Entre nós, a final única deixou de ser uma grande novidade e vai claramente minguando ano a ano. Muitas finais sul-americanas vêm sendo disputadas nos últimos anos sem os estádios estarem com a lotação máxima esgotada, o que acaba desacreditando o evento e funcionando com um verdadeiro balde de água fria para aqueles que tanto esperam pelo grande dia da final. Torcedores que querem acompanhar suas equipes precisam enfrentar verdadeiros perrengues para viabilizar suas viagens, lidar com preços exorbitantes e com agências de viagens nem sempre confiáveis. Fora a elitização do futebol e do público presente nos estádios. O evento sai das mãos das torcidas e passa para as mãos de turistas, convidados VIP, autoridades, etc.

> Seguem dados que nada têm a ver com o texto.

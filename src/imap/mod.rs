//! The IMAP client: session guard and the public mailbox operations.
//!
//! [`ImapClient`] owns at most one live session behind a `tokio::sync::Mutex`.
//! Every operation holds the lock for its FULL duration, streaming fetches
//! included, so the session is never touched concurrently. There is no
//! timeout or retry at this layer; hosts wrap calls in their own deadlines.

pub(crate) mod conn;
pub(crate) mod fetch;

use futures::StreamExt;
use tokio::sync::Mutex;
use tracing::{debug, info, warn};

use crate::config::ImapConfig;
use crate::error::{MailError, Result};
use crate::model::{Message, MessagePage};
use crate::page::seq_window;

use conn::ImapSession;

/// A paginating IMAP mailbox reader over a single guarded session.
///
/// ```no_run
/// # use mailpager::{ImapClient, ImapConfig};
/// # async fn demo() -> mailpager::Result<()> {
/// let client = ImapClient::new(ImapConfig {
///     host: "imap.example.com".into(),
///     username: "alice".into(),
///     password: "secret".into(),
///     ..Default::default()
/// });
/// client.connect().await?;
/// let page = client.get_inbox(1, 20).await?;
/// println!("{} of {} messages", page.messages.len(), page.total_count);
/// client.disconnect().await?;
/// # Ok(())
/// # }
/// ```
pub struct ImapClient {
    config: ImapConfig,
    session: Mutex<Option<ImapSession>>,
}

impl ImapClient {
    /// Create a client. No connection is made until [`connect`](Self::connect).
    pub fn new(config: ImapConfig) -> Self {
        Self {
            config,
            session: Mutex::new(None),
        }
    }

    /// Dial, negotiate transport security, and log in.
    ///
    /// Connecting while already connected replaces the held session; the
    /// previous handle is dropped without a remote logout.
    pub async fn connect(&self) -> Result<()> {
        let mut guard = self.session.lock().await;
        let session = conn::establish(&self.config).await?;
        info!(
            host = %self.config.host,
            username = %self.config.username,
            "IMAP session established"
        );
        *guard = Some(session);
        Ok(())
    }

    /// Log out and clear the held session.
    ///
    /// Local state is cleared unconditionally: even when the remote LOGOUT
    /// fails, a subsequent operation sees no session. Disconnecting an
    /// already-disconnected client is a no-op success.
    pub async fn disconnect(&self) -> Result<()> {
        let mut guard = self.session.lock().await;
        let Some(mut session) = guard.take() else {
            return Ok(());
        };
        match session.logout().await {
            Ok(()) => {
                debug!("logged out");
                Ok(())
            }
            Err(e) => {
                warn!(error = %e, "remote logout failed, session cleared locally");
                Err(MailError::connection("logout failed", e))
            }
        }
    }

    /// List all mailbox names on the server, in server order.
    pub async fn list_folders(&self) -> Result<Vec<String>> {
        let mut guard = self.session.lock().await;
        let session = guard.as_mut().ok_or(MailError::NotConnected)?;

        let stream = session
            .list(Some(""), Some("*"))
            .await
            .map_err(|e| MailError::fetch("LIST", e))?;
        let names: Vec<_> = stream.collect().await;

        let mut folders = Vec::with_capacity(names.len());
        for name in names {
            let name = name.map_err(|e| MailError::fetch("LIST", e))?;
            folders.push(name.name().to_string());
        }
        debug!(count = folders.len(), "listed folders");
        Ok(folders)
    }

    /// One page of the INBOX, newest-first.
    pub async fn get_inbox(&self, page: u32, page_size: u32) -> Result<MessagePage> {
        self.get_folder_messages("INBOX", page, page_size).await
    }

    /// One page of an arbitrary folder, newest-first.
    ///
    /// A page beyond the end of the mailbox is not an error: the result is
    /// empty with `total_count` still reporting the mailbox size.
    pub async fn get_folder_messages(
        &self,
        folder: &str,
        page: u32,
        page_size: u32,
    ) -> Result<MessagePage> {
        let mut guard = self.session.lock().await;
        let session = guard.as_mut().ok_or(MailError::NotConnected)?;

        let mailbox = session
            .select(folder)
            .await
            .map_err(|e| MailError::selection(folder, e))?;
        let total_count = mailbox.exists;
        debug!(folder, total_count, page, page_size, "mailbox selected");

        let Some(window) = seq_window(total_count, page, page_size) else {
            return Ok(MessagePage {
                messages: Vec::new(),
                total_count,
            });
        };

        let stream = session
            .fetch(window.fetch_set(), fetch::RANGE_ITEMS)
            .await
            .map_err(|e| MailError::fetch("FETCH", e))?;
        let records: Vec<_> = stream.collect().await;

        // Fail-whole: a single stream error discards the partial page.
        let mut fetched = Vec::with_capacity(records.len());
        for record in records {
            fetched.push(record.map_err(|e| MailError::fetch("FETCH", e))?);
        }

        // The transport is free to deliver the range in any order;
        // newest-first is this crate's contract, so sort explicitly.
        fetched.sort_unstable_by(|a, b| b.message.cmp(&a.message));

        let messages: Vec<Message> = fetched.iter().map(fetch::envelope_message).collect();
        Ok(MessagePage {
            messages,
            total_count,
        })
    }

    /// Fetch one message in full: envelope, flags, size, decoded body, and
    /// attachments. `folder` defaults to `"INBOX"`.
    ///
    /// The ID must be a sequence number previously returned by a page
    /// listing against the same session and mailbox state.
    pub async fn get_message_by_id(&self, id: &str, folder: Option<&str>) -> Result<Message> {
        // Validated before touching the session: a malformed ID never
        // causes I/O.
        let seq: u32 = id.parse().map_err(|_| MailError::InvalidId {
            raw: id.to_string(),
        })?;
        let folder = folder.unwrap_or("INBOX");

        let mut guard = self.session.lock().await;
        let session = guard.as_mut().ok_or(MailError::NotConnected)?;

        session
            .select(folder)
            .await
            .map_err(|e| MailError::selection(folder, e))?;

        let stream = session
            .fetch(seq.to_string(), fetch::SINGLE_ITEMS)
            .await
            .map_err(|e| MailError::fetch("FETCH", e))?;
        let records: Vec<_> = stream.collect().await;

        // Fail-whole: a stream error discards anything already delivered.
        let mut fetched = Vec::with_capacity(records.len());
        for record in records {
            fetched.push(record.map_err(|e| MailError::fetch("FETCH", e))?);
        }

        match fetch::winning_record(fetched) {
            Some(record) => Ok(fetch::full_message(&record)),
            None => Err(MailError::NotFound {
                id: id.to_string(),
                folder: folder.to_string(),
            }),
        }
    }
}

impl std::fmt::Debug for ImapClient {
    fn fmt(&self, f: &mut std::fmt::Formatter<'_>) -> std::fmt::Result {
        f.debug_struct("ImapClient")
            .field("host", &self.config.host)
            .field("port", &self.config.port)
            .field("username", &self.config.username)
            .finish_non_exhaustive()
    }
}
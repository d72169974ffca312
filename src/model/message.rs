//! Message and page-of-messages types.

use chrono::{DateTime, Utc};

use super::attachment::Attachment;

/// A single mail message as seen through the currently selected mailbox.
///
/// List calls (see [`ImapClient::get_inbox`](crate::imap::ImapClient::get_inbox))
/// populate only the envelope fields; `size`, `body`, and `attachments` are
/// filled by a full single-message fetch.
#[derive(Debug, Clone, serde::Serialize, serde::Deserialize)]
pub struct Message {
    /// Stringified IMAP sequence number.
    ///
    /// Only meaningful relative to the selected mailbox at fetch time —
    /// sequence numbers renumber when mail arrives or is expunged, so this
    /// is NOT a durable identifier across sessions.
    pub id: String,

    /// Decoded subject line (RFC 2047 encoded-words resolved).
    pub subject: String,

    /// Parsed envelope date. Falls back to Unix epoch when the header is
    /// absent or unparseable.
    pub date: DateTime<Utc>,

    /// Status flags in canonical IMAP form (`"\\Seen"`, `"\\Flagged"`,
    /// custom keywords as-is).
    pub flags: Vec<String>,

    /// First envelope from-address as `mailbox@host`, or empty.
    pub from: String,

    /// All envelope to-addresses in envelope order.
    pub to: Vec<String>,

    /// RFC822.SIZE in bytes. Zero unless a full fetch was performed.
    pub size: u32,

    /// Decoded readable body text. Empty unless a full fetch was performed.
    pub body: String,

    /// Attachments in the order they appear in the message.
    pub attachments: Vec<Attachment>,

    /// Non-fatal notes from the body walk (skipped parts, unopenable
    /// literals). Empty on clean parses.
    pub warnings: Vec<String>,
}

impl Default for Message {
    fn default() -> Self {
        Self {
            id: String::new(),
            subject: String::new(),
            date: DateTime::UNIX_EPOCH,
            flags: Vec::new(),
            from: String::new(),
            to: Vec::new(),
            size: 0,
            body: String::new(),
            attachments: Vec::new(),
            warnings: Vec::new(),
        }
    }
}

/// One page of a mailbox listing, newest-first.
#[derive(Debug, Clone, serde::Serialize, serde::Deserialize)]
pub struct MessagePage {
    /// Messages in this page, sorted newest-first by sequence number.
    /// Possibly empty (page beyond the end of the mailbox).
    pub messages: Vec<Message>,

    /// Mailbox message count at selection time. A snapshot, not live.
    pub total_count: u32,
}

Não podemos esquecer, ainda, da cultura torcedora. Se na Europa a neutralidade é cultuada (o que também não é uniforme em todos os países), entre nós ocorre o oposto. A proximidade, a rivalidade e a atmosfera de “caldeirão” são essenciais à nossa forma de torcer. Tudo isso se esvai no jogo em campo neutro. Além do mais, os jogos de ida e volta têm sua dinâmica própria, com as equipes buscando construir uma vantagem a todo custo em partidas eletrizantes. O jogo único, ao contrário, é mais nervoso, estudado, historicamente com poucos gols e menos emoção. A nosso ver, até mesmo sob o ponto de vista puramente desportivo a final em jogo único é bastante questionável, embora o evento possa ter o seu charme peculiar, é forçoso reconhecer.

Que a partir do próximo ano a disputa da glória eterna retorne para os braços do povo. Esse é o nosso desejo.